Reputation: 2037
I have an event input of this type
event user
event start
event end
event type
Inserted to MySql table, each in its own row with user+start as primary key.
I need to query an histogram for a type by time interval (say minute) counting events occurred on each time interval. something like:
SELECT count(*) as hits FROM events
WHERE type="browsing"
GROUP BY time_diff("2015-1-1" AND "2015-1-2") / 60 * second
but I could not find any way to do that in SQL besides writing code, any idea?
Sample data
user, start, end, type
1, 2015-1-1 12:00:00, 2015-1-1 12:03:59, browsing
2, 2015-1-1 12:03:00, 2015-1-1 12:06:00, browsing
2, 2015-1-1 12:03:00, 2015-1-1 12:06:00, eating
3, 2015-1-1 12:03:00, 2015-1-1 12:08:00, browsing
the result should look like this:
^
count |
browsing |
users | *
| * * * *
| * * * * * * * *
--|--|--|--|--|--|--|--|--|--> minute
0 1 2 3 4 5 6 7 8 9
Upvotes: 9
Views: 8750
Reputation: 1334
You can do this using group by with the level that you want. Here is an example using the data you gave:
First the SQL to create the table and populate it. The ID column here isn't "needed" but it is recommended if the table will be large or have indexes on it.

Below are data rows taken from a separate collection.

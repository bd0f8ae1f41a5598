use crate::error::{RaftError, Result};
use hivejar_models::{
    ClaimDefinition, Mutation, MutationType, OAuthClient, Role, RotateKeyPayload, Scope, Tenant,
};
use hivejar_store::{ConfigStore, KeySlot};
use serde::de::DeserializeOwned;
use uuid::Uuid;

/// Apply one committed mutation to the local config store.
///
/// This is the replicated state machine: deterministic (no randomness, no
/// clock reads; timestamps and key material ride in the payload) and
/// idempotent under replay. Upserts are last-writer-wins on the keyed
/// blob; deletes tolerate missing targets.
pub fn apply_mutation(store: &ConfigStore, mutation: &Mutation) -> Result<()> {
    let slug = mutation.tenant_slug.as_str();

    match mutation.mutation_type {
        MutationType::UpsertTenant | MutationType::UpdateTenantSettings => {
            let tenant: Tenant = payload(mutation)?;
            store.put_tenant(&tenant)?;
        }
        MutationType::DeleteTenant => {
            store.delete_tenant_tree(slug)?;
        }
        MutationType::UpsertClient => {
            let client: OAuthClient = payload(mutation)?;
            store.put_client(slug, &client)?;
        }
        MutationType::DeleteClient => {
            store.delete_client(slug, &delete_key(mutation)?)?;
        }
        MutationType::UpsertScope => {
            let scope: Scope = payload(mutation)?;
            store.put_scope(slug, &scope)?;
        }
        MutationType::DeleteScope => {
            store.delete_scope(slug, &delete_key(mutation)?)?;
        }
        MutationType::UpsertClaim => {
            let claim: ClaimDefinition = payload(mutation)?;
            store.put_claim(slug, &claim)?;
        }
        MutationType::DeleteClaim => {
            let key = delete_key(mutation)?;
            let id = Uuid::parse_str(&key)
                .map_err(|_| RaftError::Internal(format!("delete_claim key '{}' is not a UUID", key)))?;
            store.delete_claim(slug, id)?;
        }
        MutationType::UpsertRole => {
            let role: Role = payload(mutation)?;
            store.put_role(slug, &role)?;
        }
        MutationType::DeleteRole => {
            store.delete_role(slug, &delete_key(mutation)?)?;
        }
        MutationType::RotateTenantKey => {
            let rotation: RotateKeyPayload = payload(mutation)?;
            // Blobs were serialized on the leader; write them verbatim so
            // every replica holds identical bytes.
            store.put_key_raw(slug, KeySlot::Active, rotation.active_json.as_bytes())?;
            match rotation.retiring_json {
                Some(retiring) => {
                    store.put_key_raw(slug, KeySlot::Retiring, retiring.as_bytes())?;
                }
                None => {
                    store.delete_key(slug, KeySlot::Retiring)?;
                }
            }
        }
    }

    Ok(())
}

fn payload<T: DeserializeOwned>(mutation: &Mutation) -> Result<T> {
    serde_json::from_value(mutation.payload.clone()).map_err(|e| {
        RaftError::Internal(format!(
            "malformed {} payload: {}",
            mutation.mutation_type.as_str(),
            e
        ))
    })
}

fn delete_key(mutation: &Mutation) -> Result<String> {
    let key: hivejar_models::mutation::DeleteByKey = payload(mutation)?;
    Ok(key.key)
}

#[cfg(test)]
mod tests {
    use super::*;
    use chrono::{TimeZone, Utc};
    use hivejar_models::TenantSettings;

    fn upsert_tenant_mutation(slug: &str) -> Mutation {
        let tenant = Tenant {
            id: Uuid::new_v4(),
            slug: slug.to_string(),
            name: "Acme".to_string(),
            display_name: String::new(),
            language: "en".to_string(),
            settings: TenantSettings::default(),
            created_at: Utc.timestamp_opt(1_700_000_000, 0).unwrap(),
            updated_at: Utc.timestamp_opt(1_700_000_000, 0).unwrap(),
        };
        Mutation {
            mutation_type: MutationType::UpsertTenant,
            tenant_slug: slug.to_string(),
            ts_unix: 1_700_000_000,
            payload: serde_json::to_value(&tenant).unwrap(),
        }
    }

    #[test]
    fn test_apply_upsert_tenant() {
        let dir = tempfile::tempdir().unwrap();
        let store = ConfigStore::open(dir.path()).unwrap();

        apply_mutation(&store, &upsert_tenant_mutation("acme")).unwrap();
        assert!(store.get_tenant("acme").unwrap().is_some());
    }

    #[test]
    fn test_apply_is_idempotent() {
        let dir = tempfile::tempdir().unwrap();
        let store = ConfigStore::open(dir.path()).unwrap();

        let mutation = upsert_tenant_mutation("acme");
        apply_mutation(&store, &mutation).unwrap();
        let first = std::fs::read(dir.path().join("tenants/acme/tenant.json")).unwrap();

        apply_mutation(&store, &mutation).unwrap();
        let second = std::fs::read(dir.path().join("tenants/acme/tenant.json")).unwrap();
        assert_eq!(first, second);
    }

    #[test]
    fn test_apply_same_log_is_deterministic() {
        let mutations = vec![
            upsert_tenant_mutation("acme"),
            upsert_tenant_mutation("beta"),
            Mutation {
                mutation_type: MutationType::DeleteTenant,
                tenant_slug: "beta".to_string(),
                ts_unix: 1_700_000_001,
                payload: serde_json::Value::Null,
            },
        ];

        let dir_a = tempfile::tempdir().unwrap();
        let dir_b = tempfile::tempdir().unwrap();
        let store_a = ConfigStore::open(dir_a.path()).unwrap();
        let store_b = ConfigStore::open(dir_b.path()).unwrap();

        for m in &mutations {
            apply_mutation(&store_a, m).unwrap();
            apply_mutation(&store_b, m).unwrap();
        }

        let blob_a = std::fs::read(dir_a.path().join("tenants/acme/tenant.json")).unwrap();
        let blob_b = std::fs::read(dir_b.path().join("tenants/acme/tenant.json")).unwrap();
        assert_eq!(blob_a, blob_b);
        assert!(store_a.get_tenant("beta").unwrap().is_none());
        assert!(store_b.get_tenant("beta").unwrap().is_none());
    }

    #[test]
    fn test_apply_delete_tolerates_missing() {
        let dir = tempfile::tempdir().unwrap();
        let store = ConfigStore::open(dir.path()).unwrap();

        let mutation = Mutation {
            mutation_type: MutationType::DeleteScope,
            tenant_slug: "acme".to_string(),
            ts_unix: 1_700_000_000,
            payload: serde_json::json!({"key": "ghost"}),
        };
        apply_mutation(&store, &mutation).unwrap();
    }

    #[test]
    fn test_apply_rotation_writes_verbatim_bytes() {
        let dir = tempfile::tempdir().unwrap();
        let store = ConfigStore::open(dir.path()).unwrap();

        let active_json = serde_json::json!({
            "kid": "k2",
            "tenantId": Uuid::nil(),
            "algorithm": "RS256",
            "status": "active",
            "createdAt": "2024-01-01T00:00:00Z",
            "graceSeconds": 0,
            "privatePem": "PEM",
            "publicJwk": {"kty": "RSA", "kid": "k2", "use": "sig", "alg": "RS256", "n": "", "e": ""}
        })
        .to_string();

        let mutation = Mutation {
            mutation_type: MutationType::RotateTenantKey,
            tenant_slug: "acme".to_string(),
            ts_unix: 1_700_000_000,
            payload: serde_json::json!({"activeJson": active_json}),
        };
        apply_mutation(&store, &mutation).unwrap();

        let on_disk = std::fs::read(dir.path().join("tenants/acme/keys/active.json")).unwrap();
        assert_eq!(on_disk, active_json.as_bytes());
        // No retiring payload means the retiring slot is cleared.
        assert!(store.get_key("acme", KeySlot::Retiring).unwrap().is_none());
    }
}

CREATE TABLE `test`.`events` (
`id` INT NOT NULL AUTO_INCREMENT,
`user` INT NULL,
`start` DATETIME NULL,
`end` DATETIME NULL,
`type` VARCHAR(45) NULL,
PRIMARY KEY (`id`));
INSERT INTO events (user, start, end, type) VALUES
(1, '2015-1-1 12:00:00', '2015-1-1 12:03:59', 'browsing'),
(2, '2015-1-1 12:03:00', '2015-1-1 12:06:00', 'browsing'),
(2, '2015-1-1 12:03:00', '2015-1-1 12:06:00', 'eating'),
(3, '2015-1-1 12:03:00', '2015-1-1 12:08:00', 'browsing');
To get a list of ordered pairs of number of minutes duration to number of events:
The query can then be easily written using the timestampdiff fuction, as shown below:
SELECT
TIMESTAMPDIFF(MINUTE, start, end) as minutes,
COUNT(*) AS numEvents
FROM
test.events
GROUP BY TIMESTAMPDIFF(MINUTE, start, end)
The output:
minutes numEvents
3 3
5 1
The first parameter in the select can be one of FRAC_SECOND, SECOND, MINUTE, HOUR, DAY, WEEK, MONTH, QUARTER, or YEAR.

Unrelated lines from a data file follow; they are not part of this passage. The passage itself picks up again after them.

use crate::error::{KeyError, Result};
use crate::material::{encoding_key, generate_signing_key, jwt_algorithm};
use chrono::{DateTime, Utc};
use hivejar_crypto::canonicalize;
use hivejar_models::{
    JwkSet, KeyAlgorithm, KeyStatus, RotateKeyPayload, SigningKey, Tenant,
};
use hivejar_store::{ConfigStore, KeySlot};
use serde::Serialize;
use std::sync::Arc;

/// A freshly prepared rotation: the mutation payload for the replicated
/// log plus the new key for the caller.
#[derive(Debug)]
pub struct RotationOutcome {
    pub payload: RotateKeyPayload,
    pub new_key: SigningKey,
}

/// Per-tenant signing key lifecycle over the config store's `keys/active`
/// and `keys/retiring` blobs.
///
/// Key material is generated here (on the leader, before a mutation is
/// emitted) and persisted through the replicated log; this manager never
/// writes key blobs directly except to reap expired retiring keys.
pub struct KeyManager {
    store: Arc<ConfigStore>,
    algorithm: KeyAlgorithm,
}

impl KeyManager {
    pub fn new(store: Arc<ConfigStore>, algorithm: KeyAlgorithm) -> Self {
        Self { store, algorithm }
    }

    pub fn algorithm(&self) -> KeyAlgorithm {
        self.algorithm
    }

    /// The current active key, used for signing.
    pub fn current_signing_key(&self, slug: &str) -> Result<SigningKey> {
        self.store
            .get_key(slug, KeySlot::Active)?
            .ok_or_else(|| KeyError::NoKey(slug.to_string()))
    }

    /// Public keys that verify tokens right now: the active key plus the
    /// retiring key while its grace window is open. Expired retiring keys
    /// are treated as absent and reaped best-effort.
    pub fn verification_set(&self, slug: &str, now: DateTime<Utc>) -> Result<JwkSet> {
        let mut set = JwkSet::default();

        if let Some(active) = self.store.get_key(slug, KeySlot::Active)? {
            set.keys.push(active.public_jwk);
        }

        if let Some(retiring) = self.store.get_key(slug, KeySlot::Retiring)? {
            if retiring.verifies_at(now) {
                set.keys.push(retiring.public_jwk);
            } else {
                self.reap_retiring(slug);
            }
        }

        Ok(set)
    }

    /// Prepare a rotation on the leader.
    ///
    /// Generates the new active key, moves the old active into the
    /// retiring slot with `retired_at = now`, and serializes both blobs so
    /// every replica writes identical bytes. Any previously retiring key
    /// is dropped (the payload omits it, which clears the slot on apply).
    pub fn prepare_rotation(
        &self,
        tenant: &Tenant,
        grace_seconds: u64,
        now: DateTime<Utc>,
    ) -> Result<RotationOutcome> {
        let new_key = generate_signing_key(tenant.id, self.algorithm, now)?;
        let active_json = String::from_utf8(canonicalize(&new_key)?)
            .expect("canonical JSON is UTF-8");

        let retiring_json = match self.store.get_key(&tenant.slug, KeySlot::Active)? {
            Some(mut outgoing) => {
                outgoing.status = KeyStatus::Retiring;
                outgoing.retired_at = Some(now);
                outgoing.grace_seconds = grace_seconds;
                Some(
                    String::from_utf8(canonicalize(&outgoing)?)
                        .expect("canonical JSON is UTF-8"),
                )
            }
            // First rotation for this tenant: fresh active, no retiring.
            None => None,
        };

        Ok(RotationOutcome {
            payload: RotateKeyPayload {
                active_json,
                retiring_json,
            },
            new_key,
        })
    }

    /// Sign a claims object with the tenant's active key; the kid rides
    /// in the JWT header so verifiers can pick the right JWK.
    pub fn sign_claims<T: Serialize>(&self, slug: &str, claims: &T) -> Result<String> {
        let key = self.current_signing_key(slug)?;
        let mut header = jsonwebtoken::Header::new(jwt_algorithm(&key));
        header.kid = Some(key.kid.clone());
        Ok(jsonwebtoken::encode(&header, claims, &encoding_key(&key)?)?)
    }

    /// Drop expired retiring keys for every tenant. Run periodically as
    /// the optional retirement sweeper.
    pub fn sweep(&self, now: DateTime<Utc>) {
        let slugs = match self.store.list_tenant_slugs() {
            Ok(slugs) => slugs,
            Err(e) => {
                tracing::warn!("Key sweep could not list tenants: {}", e);
                return;
            }
        };

        for slug in slugs {
            match self.store.get_key(&slug, KeySlot::Retiring) {
                Ok(Some(retiring)) if !retiring.verifies_at(now) => self.reap_retiring(&slug),
                Ok(_) => {}
                Err(e) => tracing::warn!("Key sweep failed for tenant '{}': {}", slug, e),
            }
        }
    }

    fn reap_retiring(&self, slug: &str) {
        if let Err(e) = self.store.delete_key(slug, KeySlot::Retiring) {
            tracing::warn!("Failed to reap retired key for tenant '{}': {}", slug, e);
        } else {
            tracing::info!("Reaped expired retiring key for tenant '{}'", slug);
        }
    }
}

#[cfg(test)]
mod tests {
    use super::*;
    use chrono::Duration;
    use hivejar_models::TenantSettings;
    use uuid::Uuid;

    fn test_tenant() -> Tenant {
        Tenant {
            id: Uuid::new_v4(),
            slug: "acme".to_string(),
            name: "Acme".to_string(),
            display_name: String::new(),
            language: "en".to_string(),
            settings: TenantSettings::default(),
            created_at: Utc::now(),
            updated_at: Utc::now(),
        }
    }

    fn apply_rotation(store: &ConfigStore, slug: &str, payload: &RotateKeyPayload) {
        store
            .put_key_raw(slug, KeySlot::Active, payload.active_json.as_bytes())
            .unwrap();
        match &payload.retiring_json {
            Some(json) => store
                .put_key_raw(slug, KeySlot::Retiring, json.as_bytes())
                .unwrap(),
            None => store.delete_key(slug, KeySlot::Retiring).unwrap(),
        }
    }

    #[test]
    fn test_first_rotation_creates_active_without_retiring() {
        let dir = tempfile::tempdir().unwrap();
        let store = Arc::new(ConfigStore::open(dir.path()).unwrap());
        let manager = KeyManager::new(store.clone(), KeyAlgorithm::RS256);
        let tenant = test_tenant();

        let outcome = manager.prepare_rotation(&tenant, 60, Utc::now()).unwrap();
        assert!(outcome.payload.retiring_json.is_none());

        apply_rotation(&store, "acme", &outcome.payload);
        let active = manager.current_signing_key("acme").unwrap();
        assert_eq!(active.kid, outcome.new_key.kid);
        assert_eq!(active.status, KeyStatus::Active);
    }

    #[test]
    fn test_rotation_moves_active_to_retiring_with_grace() {
        let dir = tempfile::tempdir().unwrap();
        let store = Arc::new(ConfigStore::open(dir.path()).unwrap());
        let manager = KeyManager::new(store.clone(), KeyAlgorithm::RS256);
        let tenant = test_tenant();
        let now = Utc::now();

        let first = manager.prepare_rotation(&tenant, 60, now).unwrap();
        apply_rotation(&store, "acme", &first.payload);
        let k1 = first.new_key.kid.clone();

        let second = manager.prepare_rotation(&tenant, 60, now).unwrap();
        apply_rotation(&store, "acme", &second.payload);
        let k2 = second.new_key.kid.clone();
        assert_ne!(k1, k2);

        // Inside the grace window both keys verify, K2 signs.
        let set = manager.verification_set("acme", now + Duration::seconds(30)).unwrap();
        let kids: Vec<&str> = set.keys.iter().map(|k| k.kid.as_str()).collect();
        assert_eq!(kids, vec![k2.as_str(), k1.as_str()]);
        assert_eq!(manager.current_signing_key("acme").unwrap().kid, k2);

        // Outside the window only K2 remains.
        let set = manager.verification_set("acme", now + Duration::seconds(61)).unwrap();
        let kids: Vec<&str> = set.keys.iter().map(|k| k.kid.as_str()).collect();
        assert_eq!(kids, vec![k2.as_str()]);
    }

    #[test]
    fn test_zero_grace_drops_old_key_immediately() {
        let dir = tempfile::tempdir().unwrap();
        let store = Arc::new(ConfigStore::open(dir.path()).unwrap());
        let manager = KeyManager::new(store.clone(), KeyAlgorithm::RS256);
        let tenant = test_tenant();
        let now = Utc::now();

        let first = manager.prepare_rotation(&tenant, 0, now).unwrap();
        apply_rotation(&store, "acme", &first.payload);
        let second = manager.prepare_rotation(&tenant, 0, now).unwrap();
        apply_rotation(&store, "acme", &second.payload);

        let set = manager.verification_set("acme", now).unwrap();
        assert_eq!(set.keys.len(), 1);
        assert_eq!(set.keys[0].kid, second.new_key.kid);
    }

    #[test]
    fn test_missing_key_is_no_key_error() {
        let dir = tempfile::tempdir().unwrap();
        let store = Arc::new(ConfigStore::open(dir.path()).unwrap());
        let manager = KeyManager::new(store, KeyAlgorithm::RS256);
        assert!(matches!(
            manager.current_signing_key("ghost").unwrap_err(),
            KeyError::NoKey(_)
        ));
    }

    #[test]
    fn test_sign_claims_uses_active_kid() {
        let dir = tempfile::tempdir().unwrap();
        let store = Arc::new(ConfigStore::open(dir.path()).unwrap());
        let manager = KeyManager::new(store.clone(), KeyAlgorithm::RS256);
        let tenant = test_tenant();

        let outcome = manager.prepare_rotation(&tenant, 60, Utc::now()).unwrap();
        apply_rotation(&store, "acme", &outcome.payload);

        #[derive(Serialize)]
        struct Claims {
            sub: String,
            exp: i64,
        }
        let token = manager
            .sign_claims(
                "acme",
                &Claims {
                    sub: "user-1".to_string(),
                    exp: (Utc::now() + Duration::hours(1)).timestamp(),
                },
            )
            .unwrap();

        let header = jsonwebtoken::decode_header(&token).unwrap();
        assert_eq!(header.kid.as_deref(), Some(outcome.new_key.kid.as_str()));
    }
}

Here are some more examples of queries you can do:
Events by hour (floor function is applied)
SELECT
TIMESTAMPDIFF(HOUR, start, end) as hours,
COUNT(*) AS numEvents
FROM
test.events
GROUP BY TIMESTAMPDIFF(HOUR, start, end)
**Events by hour with better formatting **
SELECT
CONCAT("<", TIMESTAMPDIFF(HOUR, start, end) + 1) as hours,
COUNT(*) AS numEvents
FROM
test.events
GROUP BY TIMESTAMPDIFF(HOUR, start, end)
You can group by a variety of options, but this should definitely get you started. Most plotting packages will allow you to specify arbitrary x y coordinates, so you don't need to worry about the missing values on the x axis.
To get a list of ordered pairs of number of events at a specific time (for logging): Note that this is left for reference.
Now for the queries. First you have to pick which item you want to use for the grouping. For example, a task might take more than a minute, so the start and end would be in different minutes. For all these examples, I am basing them off of the start time, since that is when the event actually took place.
To group event counts by minute, you can use a query like this:
SELECT
DATE_FORMAT(start, '%M %e, %Y %h:%i %p') as minute,
count(*) AS numEvents
FROM test.events
GROUP BY YEAR(start), MONTH(start), DAYOFMONTH(start), HOUR(start), MINUTE(start);
Note how this groups by all the items, starting with year, going the minute. I also have the minute displayed as a label. The resulting output looks like this:
minute numEvents
January 1, 2015 12:00 PM 1
January 1, 2015 12:03 PM 3
This is data that you could then take using php and prepare it for display by one of the many graphing libraries out there, plotting the minute column on the x axis, and plotting the numEvents on the y axis.
Here are some more examples of queries you can do:
Events by hour
SELECT
DATE_FORMAT(start, '%M %e, %Y %h %p') as hour,
count(*) AS numEvents
FROM test.events
GROUP BY YEAR(start), MONTH(start), DAYOFMONTH(start), HOUR(start);
Events by date
SELECT
DATE_FORMAT(start, '%M %e, %Y') as date,
count(*) AS numEvents
FROM test.events
GROUP BY YEAR(start), MONTH(start), DAYOFMONTH(start);
Events by month
SELECT
DATE_FORMAT(start, '%M %Y') as date,
count(*) AS numEvents
FROM test.events
GROUP BY YEAR(start), MONTH(start);
Events by year
SELECT
DATE_FORMAT(start, '%Y') as date,
count(*) AS numEvents
FROM test.events
GROUP BY YEAR(start);
I should also point out that if you have an index on the start column for this table, these queries will complete quickly, even with hundreds of millions of rows.
Hope this helps! Let me know if you have any other questions about this.
Upvotes: 11
Reputation: 1269553
I am going to assume that you have a numbers table that contains integers. You also have $starttime
and $endtime
.
This is one way to get the values you want:
select ($starttime + interval n.n - 1 minute) as thetime, n.n as minutes,
count(sd.user)
from numbers n left join
sampledata sd
on $starttime + interval n.n - 1 minute between sd.start and sd.end
where $starttime + interval n.n - 1 minute <= $endtime and
sd.end >= $starttime and
sd.start <= $endtime
group by n.n
order by n.n;
Upvotes: 0